* **The problem**
Count the lines in the data below that include the word "async", then state the total and nothing besides.

* **Extracted entries**

★ ★ ★ ★ ★ ★ ★

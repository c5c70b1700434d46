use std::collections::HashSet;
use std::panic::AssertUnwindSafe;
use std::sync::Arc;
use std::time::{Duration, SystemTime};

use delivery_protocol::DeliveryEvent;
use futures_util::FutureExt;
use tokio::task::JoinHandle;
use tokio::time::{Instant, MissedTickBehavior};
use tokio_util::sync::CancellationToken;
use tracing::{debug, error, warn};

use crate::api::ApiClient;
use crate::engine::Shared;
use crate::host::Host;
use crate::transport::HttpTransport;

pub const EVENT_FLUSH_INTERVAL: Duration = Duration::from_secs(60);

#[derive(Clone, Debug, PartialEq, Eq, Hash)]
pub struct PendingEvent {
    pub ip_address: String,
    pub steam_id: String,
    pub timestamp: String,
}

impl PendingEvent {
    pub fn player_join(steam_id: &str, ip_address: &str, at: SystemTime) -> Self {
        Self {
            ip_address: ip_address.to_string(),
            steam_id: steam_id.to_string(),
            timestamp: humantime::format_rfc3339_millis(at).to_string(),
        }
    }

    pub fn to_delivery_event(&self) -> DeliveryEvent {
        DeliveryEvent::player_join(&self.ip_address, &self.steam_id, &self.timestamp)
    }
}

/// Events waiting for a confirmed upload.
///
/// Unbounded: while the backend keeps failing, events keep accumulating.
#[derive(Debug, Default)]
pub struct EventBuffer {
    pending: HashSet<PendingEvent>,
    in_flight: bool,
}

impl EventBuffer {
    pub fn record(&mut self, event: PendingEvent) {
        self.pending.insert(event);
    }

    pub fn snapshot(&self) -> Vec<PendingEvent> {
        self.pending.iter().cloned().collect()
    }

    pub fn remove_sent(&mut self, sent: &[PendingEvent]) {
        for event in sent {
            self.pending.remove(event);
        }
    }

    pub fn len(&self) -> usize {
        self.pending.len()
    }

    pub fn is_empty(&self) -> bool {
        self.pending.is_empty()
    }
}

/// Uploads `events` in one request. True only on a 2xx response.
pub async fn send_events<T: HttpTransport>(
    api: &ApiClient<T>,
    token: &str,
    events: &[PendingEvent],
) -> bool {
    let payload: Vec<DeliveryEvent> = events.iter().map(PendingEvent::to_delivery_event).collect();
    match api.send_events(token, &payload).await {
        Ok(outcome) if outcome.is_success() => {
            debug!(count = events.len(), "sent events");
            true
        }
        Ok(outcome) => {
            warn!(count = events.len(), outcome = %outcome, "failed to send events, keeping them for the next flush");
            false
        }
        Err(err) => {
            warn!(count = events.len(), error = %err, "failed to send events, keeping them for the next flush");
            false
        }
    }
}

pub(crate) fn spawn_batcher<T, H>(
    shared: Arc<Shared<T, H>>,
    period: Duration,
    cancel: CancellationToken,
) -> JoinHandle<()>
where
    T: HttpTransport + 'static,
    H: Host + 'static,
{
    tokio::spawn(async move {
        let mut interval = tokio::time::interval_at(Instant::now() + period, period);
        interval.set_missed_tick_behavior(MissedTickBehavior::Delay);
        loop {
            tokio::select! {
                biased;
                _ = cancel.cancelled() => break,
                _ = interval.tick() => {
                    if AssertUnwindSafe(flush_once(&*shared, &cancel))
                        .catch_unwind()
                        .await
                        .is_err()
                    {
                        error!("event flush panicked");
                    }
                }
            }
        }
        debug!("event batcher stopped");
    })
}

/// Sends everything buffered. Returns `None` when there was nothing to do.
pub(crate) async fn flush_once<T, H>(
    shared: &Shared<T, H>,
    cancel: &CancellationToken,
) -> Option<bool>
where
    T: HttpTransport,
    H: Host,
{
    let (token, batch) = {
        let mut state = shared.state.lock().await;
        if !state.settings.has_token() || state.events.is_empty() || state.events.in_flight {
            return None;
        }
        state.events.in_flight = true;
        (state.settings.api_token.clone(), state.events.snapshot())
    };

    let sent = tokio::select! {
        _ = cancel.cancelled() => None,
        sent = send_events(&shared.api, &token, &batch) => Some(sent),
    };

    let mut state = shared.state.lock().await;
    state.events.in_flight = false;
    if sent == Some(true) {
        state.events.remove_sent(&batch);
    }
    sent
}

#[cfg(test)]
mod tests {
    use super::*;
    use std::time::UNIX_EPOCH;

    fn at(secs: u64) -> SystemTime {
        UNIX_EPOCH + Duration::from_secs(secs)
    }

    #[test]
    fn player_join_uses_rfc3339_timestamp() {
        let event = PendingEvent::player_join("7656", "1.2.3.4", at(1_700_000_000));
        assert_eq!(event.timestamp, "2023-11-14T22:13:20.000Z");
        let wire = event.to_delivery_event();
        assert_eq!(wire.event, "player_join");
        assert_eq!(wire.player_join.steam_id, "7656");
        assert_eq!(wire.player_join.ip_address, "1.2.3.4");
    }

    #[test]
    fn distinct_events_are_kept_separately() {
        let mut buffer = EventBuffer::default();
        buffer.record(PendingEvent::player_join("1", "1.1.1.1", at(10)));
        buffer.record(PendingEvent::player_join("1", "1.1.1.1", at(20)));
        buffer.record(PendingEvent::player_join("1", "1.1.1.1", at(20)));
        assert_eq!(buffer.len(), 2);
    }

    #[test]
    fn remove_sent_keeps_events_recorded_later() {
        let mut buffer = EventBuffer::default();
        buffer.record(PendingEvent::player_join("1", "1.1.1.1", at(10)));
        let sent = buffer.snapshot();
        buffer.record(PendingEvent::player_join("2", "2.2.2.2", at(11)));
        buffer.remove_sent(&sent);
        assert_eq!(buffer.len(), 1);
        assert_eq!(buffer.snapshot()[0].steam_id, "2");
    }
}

★ ★ ★ ★ ★ ★ ★

* **Response below**
3